## What you should do
Each line in these records that contains "this" counts once. Give the number only.

[Saved entries]
● ● ● ● ●
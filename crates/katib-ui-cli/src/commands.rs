//! CLI command definitions and handlers

use anyhow::Result;
use clap::{Args, Parser, Subcommand};
use katib_ui_operator::host::{HostHandles, MemoryHost, RelationId};
use katib_ui_operator::interface::{INGRESS, VERSIONS_KEY};
use katib_ui_operator::sidebar::{self, SidebarEntry, SIDEBAR};
use katib_ui_operator::{
    CharmConfig, CharmEvent, ConfigSource, FileImageResource, ImageDetails, ImageResource, KubePodSpecSink,
    OperatorBuilder, OperatorConfig, OperatorManager, StaticImageResource,
};
use serde_json::json;
use std::path::PathBuf;
use std::sync::Arc;
use tokio::io::{AsyncBufRead, AsyncBufReadExt, BufReader};
use tokio::sync::mpsc;
use tracing::{info, warn};

/// Remote application assumed for relations first seen in an event stream
const STREAM_REMOTE_APP: &str = "remote";

/// Main CLI structure
#[derive(Parser)]
#[command(name = "katib-ui-operator")]
#[command(about = "Operator for the Katib UI microservice")]
#[command(version = env!("CARGO_PKG_VERSION"))]
pub struct Cli {
    #[command(subcommand)]
    pub command: Commands,
}

/// Available CLI commands
#[derive(Subcommand)]
pub enum Commands {
    /// Reconcile once against an in-memory host and print the result
    Render {
        #[command(flatten)]
        charm: CharmArgs,

        #[command(flatten)]
        host: SimulatedHostArgs,

        /// Output format
        #[arg(short, long, default_value = "text")]
        format: OutputFormat,
    },

    /// Reconcile once and apply the pod spec to the current cluster
    Apply {
        #[command(flatten)]
        charm: CharmArgs,

        /// Output format
        #[arg(short, long, default_value = "text")]
        format: OutputFormat,
    },

    /// Handle JSON-lines charm events read from stdin
    Run {
        #[command(flatten)]
        charm: CharmArgs,

        /// Apply pod specs to the current cluster instead of keeping them in memory
        #[arg(long)]
        apply: bool,

        /// Versions listed by ingress providers first seen in the stream, comma separated
        #[arg(long, value_delimiter = ',')]
        ingress_versions: Vec<String>,
    },

    /// Print the dashboard sidebar payload
    Sidebar {
        /// Application name
        #[arg(long, default_value = "katib-ui")]
        app_name: String,

        /// Print the payload sent when the relation departs
        #[arg(long)]
        departed: bool,

        /// Output format
        #[arg(short, long, default_value = "text")]
        format: OutputFormat,
    },
}

/// Operator identity, configuration and image inputs
#[derive(Args, Debug, Clone)]
pub struct CharmArgs {
    /// Application name
    #[arg(long, default_value = "katib-ui")]
    pub app_name: String,

    /// Model name, also the namespace the workload runs in
    #[arg(short, long, default_value = "kubeflow")]
    pub model: String,

    /// Charm config file, re-read for every event
    #[arg(short, long, conflicts_with = "port")]
    pub config: Option<PathBuf>,

    /// HTTP port
    #[arg(short, long, value_parser = clap::value_parser!(u16).range(1..))]
    pub port: Option<u16>,

    /// OCI image resource file
    #[arg(long, conflicts_with = "image_path")]
    pub image_resource: Option<PathBuf>,

    /// Fixed image reference
    #[arg(long)]
    pub image_path: Option<String>,
}

impl CharmArgs {
    pub fn operator_config(&self) -> OperatorConfig {
        OperatorConfig {
            app_name: self.app_name.clone(),
            model_name: self.model.clone(),
            ..Default::default()
        }
    }

    pub fn config_source(&self) -> ConfigSource {
        match (&self.config, self.port) {
            (Some(path), _) => ConfigSource::File(path.clone()),
            (None, Some(port)) => ConfigSource::Static(CharmConfig::new(port)),
            (None, None) => ConfigSource::default(),
        }
    }

    pub fn image_resource(&self, operator: &OperatorConfig) -> Result<Arc<dyn ImageResource>> {
        if let Some(path) = &self.image_resource {
            Ok(Arc::new(FileImageResource::new(operator.image_resource.clone(), path.clone())))
        } else if let Some(image_path) = &self.image_path {
            Ok(Arc::new(StaticImageResource::new(
                operator.image_resource.clone(),
                ImageDetails::new(image_path.clone()),
            )))
        } else {
            Err(anyhow::anyhow!("Either --image-resource or --image-path must be specified"))
        }
    }

    /// Manager for this charm over `handles`
    pub fn manager(&self, handles: HostHandles) -> Result<OperatorManager> {
        let operator = self.operator_config();
        let image = self.image_resource(&operator)?;

        Ok(OperatorBuilder::new(image, handles)
            .app_name(operator.app_name)
            .model_name(operator.model_name)
            .config_source(self.config_source())
            .build())
    }
}

/// Shape of the simulated host for `render`
#[derive(Args, Debug, Clone, Default)]
pub struct SimulatedHostArgs {
    /// Render as a unit that is not the leader
    #[arg(long)]
    pub not_leader: bool,

    /// Relate an ingress provider with this application name
    #[arg(long)]
    pub ingress_app: Option<String>,

    /// Versions the ingress provider lists, comma separated
    #[arg(long, value_delimiter = ',', requires = "ingress_app")]
    pub ingress_versions: Vec<String>,
}

/// Output format options
#[derive(Clone, Debug, PartialEq, clap::ValueEnum)]
pub enum OutputFormat {
    Text,
    Json,
    JsonPretty,
}

/// Command execution result
pub struct CommandResult {
    pub success: bool,
    pub message: String,
    pub data: Option<serde_json::Value>,
}

/// Execute CLI commands
pub struct CommandExecutor;

impl CommandExecutor {
    pub fn new() -> Self {
        Self
    }

    /// Execute a CLI command
    pub async fn execute(&mut self, command: Commands) -> Result<CommandResult> {
        match command {
            Commands::Render { charm, host, format } => self.execute_render(charm, host, format).await,
            Commands::Apply { charm, format } => self.execute_apply(charm, format).await,
            Commands::Run {
                charm,
                apply,
                ingress_versions,
            } => self.execute_run(charm, apply, ingress_versions).await,
            Commands::Sidebar {
                app_name,
                departed,
                format,
            } => self.execute_sidebar(app_name, departed, format),
        }
    }

    async fn execute_render(
        &self,
        charm: CharmArgs,
        host_args: SimulatedHostArgs,
        format: OutputFormat,
    ) -> Result<CommandResult> {
        let host = Arc::new(MemoryHost::new());
        host.set_leader(!host_args.not_leader);

        let ingress = match &host_args.ingress_app {
            Some(app) => {
                let id = host.add_relation(INGRESS, app).await;
                if !host_args.ingress_versions.is_empty() {
                    let versions = serde_json::to_string(&host_args.ingress_versions)?;
                    host.set_remote_app_data(id, VERSIONS_KEY, versions).await?;
                }
                Some(id)
            }
            None => None,
        };

        let manager = charm.manager(HostHandles::in_memory(host.clone()))?;
        manager.handle_event(&CharmEvent::Install).await?;

        report(&host, ingress, &format).await
    }

    async fn execute_apply(&self, charm: CharmArgs, format: OutputFormat) -> Result<CommandResult> {
        let operator = charm.operator_config();
        let sink = KubePodSpecSink::try_default(&operator).await?;
        let host = Arc::new(MemoryHost::leader());
        let handles = HostHandles::in_memory(host.clone()).with_pod_spec_sink(Arc::new(sink));

        let manager = charm.manager(handles)?;
        manager.handle_event(&CharmEvent::Install).await?;

        report(&host, None, &format).await
    }

    async fn execute_run(&self, charm: CharmArgs, apply: bool, ingress_versions: Vec<String>) -> Result<CommandResult> {
        let host = Arc::new(MemoryHost::leader());
        let mut handles = HostHandles::in_memory(host.clone());
        if apply {
            let sink = KubePodSpecSink::try_default(&charm.operator_config()).await?;
            handles = handles.with_pod_spec_sink(Arc::new(sink));
        }
        let manager = charm.manager(handles)?;

        let seed = RelationSeed::new(&ingress_versions)?;
        let (tx, rx) = mpsc::channel(64);
        let stdin = BufReader::new(tokio::io::stdin());
        let reader = tokio::spawn(forward_events(stdin, host, seed, tx));

        info!("Reading charm events from stdin, press Ctrl+C to stop");
        let metrics = manager.run(rx).await;
        reader.abort();

        println!("{}", serde_json::to_string(&metrics)?);

        Ok(CommandResult {
            success: metrics.events_failed == 0,
            message: format!("Handled {} events", metrics.events_handled),
            data: Some(serde_json::to_value(metrics)?),
        })
    }

    fn execute_sidebar(&self, app_name: String, departed: bool, format: OutputFormat) -> Result<CommandResult> {
        let entries = if departed {
            Vec::new()
        } else {
            vec![SidebarEntry::katib(app_name)]
        };

        let payload = sidebar::encode(&entries)?;
        match format {
            OutputFormat::Text | OutputFormat::Json => println!("{}", payload),
            OutputFormat::JsonPretty => println!("{}", serde_json::to_string_pretty(&entries)?),
        }

        Ok(CommandResult {
            success: true,
            message: format!("Sidebar payload with {} entries", entries.len()),
            data: Some(serde_json::to_value(&entries)?),
        })
    }
}

impl Default for CommandExecutor {
    fn default() -> Self {
        Self::new()
    }
}

/// Remote data given to relations first seen in an event stream
#[derive(Debug, Clone, Default)]
pub struct RelationSeed {
    ingress_versions: Option<String>,
}

impl RelationSeed {
    pub fn new(ingress_versions: &[String]) -> Result<Self> {
        let ingress_versions = if ingress_versions.is_empty() {
            None
        } else {
            Some(serde_json::to_string(ingress_versions)?)
        };
        Ok(Self { ingress_versions })
    }

    async fn apply(&self, host: &MemoryHost, relation_id: RelationId, endpoint: &str) {
        let Some(versions) = self.ingress_versions.as_ref().filter(|_| endpoint == INGRESS) else {
            return;
        };
        if let Err(e) = host.set_remote_app_data(relation_id, VERSIONS_KEY, versions.clone()).await {
            warn!(relation_id, error = %e, "Failed to seed ingress versions");
        }
    }
}

/// Parse JSON-lines events from `reader` into `tx`, relating unknown relation ids on the fly
pub async fn forward_events<R>(reader: R, host: Arc<MemoryHost>, seed: RelationSeed, tx: mpsc::Sender<CharmEvent>)
where
    R: AsyncBufRead + Unpin,
{
    let mut lines = reader.lines();

    loop {
        let line = match lines.next_line().await {
            Ok(Some(line)) => line,
            Ok(None) => break,
            Err(e) => {
                warn!(error = %e, "Failed to read charm events");
                break;
            }
        };
        if line.trim().is_empty() {
            continue;
        }

        let event = match serde_json::from_str::<CharmEvent>(&line) {
            Ok(event) => event,
            Err(e) => {
                warn!(error = %e, line = %line, "Skipping malformed event");
                continue;
            }
        };

        if let Some((relation_id, endpoint)) = relation_of(&event) {
            if host.ensure_relation(relation_id, endpoint, STREAM_REMOTE_APP).await {
                info!(relation_id, endpoint, "Related new remote application");
                seed.apply(&host, relation_id, endpoint).await;
            }
        }

        if tx.send(event).await.is_err() {
            break;
        }
    }
}

fn relation_of(event: &CharmEvent) -> Option<(RelationId, &'static str)> {
    match event {
        CharmEvent::IngressRelationChanged { relation_id } => Some((*relation_id, INGRESS)),
        CharmEvent::SidebarRelationJoined { relation_id } | CharmEvent::SidebarRelationDeparted { relation_id } => {
            Some((*relation_id, SIDEBAR))
        }
        _ => None,
    }
}

/// Print the host state after one reconciliation
async fn report(host: &MemoryHost, ingress: Option<RelationId>, format: &OutputFormat) -> Result<CommandResult> {
    let status = host.current_status().await;
    let pod_spec = host.last_pod_spec().await;
    let ingress_data = match ingress {
        Some(id) => host.local_app_data(id).await,
        None => None,
    };

    let data = json!({
        "status": status,
        "podSpec": pod_spec,
        "ingress": ingress_data,
    });

    match format {
        OutputFormat::Text => {
            match &status {
                Some(status) => println!("Status: {}", status),
                None => println!("Status: unknown"),
            }
            match &pod_spec {
                Some(spec) => println!("Pod spec:\n{}", serde_json::to_string_pretty(spec)?),
                None => println!("Pod spec: not published"),
            }
            if let Some(bag) = &ingress_data {
                println!("Ingress data:");
                for (key, value) in bag {
                    println!("  {}: {}", key, value.trim_end());
                }
            }
        }
        OutputFormat::Json => println!("{}", serde_json::to_string(&data)?),
        OutputFormat::JsonPretty => println!("{}", serde_json::to_string_pretty(&data)?),
    }

    let success = status.as_ref().is_some_and(|status| status.is_active());
    Ok(CommandResult {
        success,
        message: status.map_or_else(|| "No status set".to_string(), |status| status.to_string()),
        data: Some(data),
    })
}
//! # Katib UI Operator
//!
//! Operator for the Katib UI microservice. Turns leadership, the ingress
//! relation, the image resource and the `port` option into a pod spec, and
//! advertises the Katib entry to the dashboard sidebar.

pub mod config;
pub mod controller;
pub mod error;
pub mod host;
pub mod image;
pub mod interface;
pub mod kube_sink;
pub mod manager;
pub mod pod_spec;
pub mod reconciler;
pub mod sidebar;
pub mod status;

pub use config::{CharmConfig, ConfigSource};
pub use controller::*;
pub use error::{CheckFailed, ConfigError, HostError, ImageResourceError, InterfaceError};
pub use host::{Context, HostHandles, MemoryHost, RelationId};
pub use image::{FileImageResource, ImageDetails, ImageResource, StaticImageResource};
pub use kube_sink::KubePodSpecSink;
pub use manager::*;
pub use pod_spec::PodSpec;
pub use reconciler::*;
pub use sidebar::SidebarEntry;
pub use status::{StatusKind, UnitStatus};

/// Operator configuration
#[derive(Debug, Clone, PartialEq, Eq)]
pub struct OperatorConfig {
    /// Application name, also the workload and service name
    pub app_name: String,

    /// Model name, also the namespace the workload runs in
    pub model_name: String,

    /// Name of the OCI image resource
    pub image_resource: String,

    /// Field manager for server-side apply
    pub field_manager: String,
}

impl Default for OperatorConfig {
    fn default() -> Self {
        Self {
            app_name: "katib-ui".to_string(),
            model_name: "kubeflow".to_string(),
            image_resource: "oci-image".to_string(),
            field_manager: "katib-ui-operator".to_string(),
        }
    }
}

#[cfg(test)]
mod tests {
    use super::*;

    #[test]
    fn test_operator_config_default() {
        let config = OperatorConfig::default();
        assert_eq!(config.app_name, "katib-ui");
        assert_eq!(config.model_name, "kubeflow");
        assert_eq!(config.image_resource, "oci-image");
        assert_eq!(config.field_manager, "katib-ui-operator");
    }
}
● ● ● ● ●
## Exercise output
2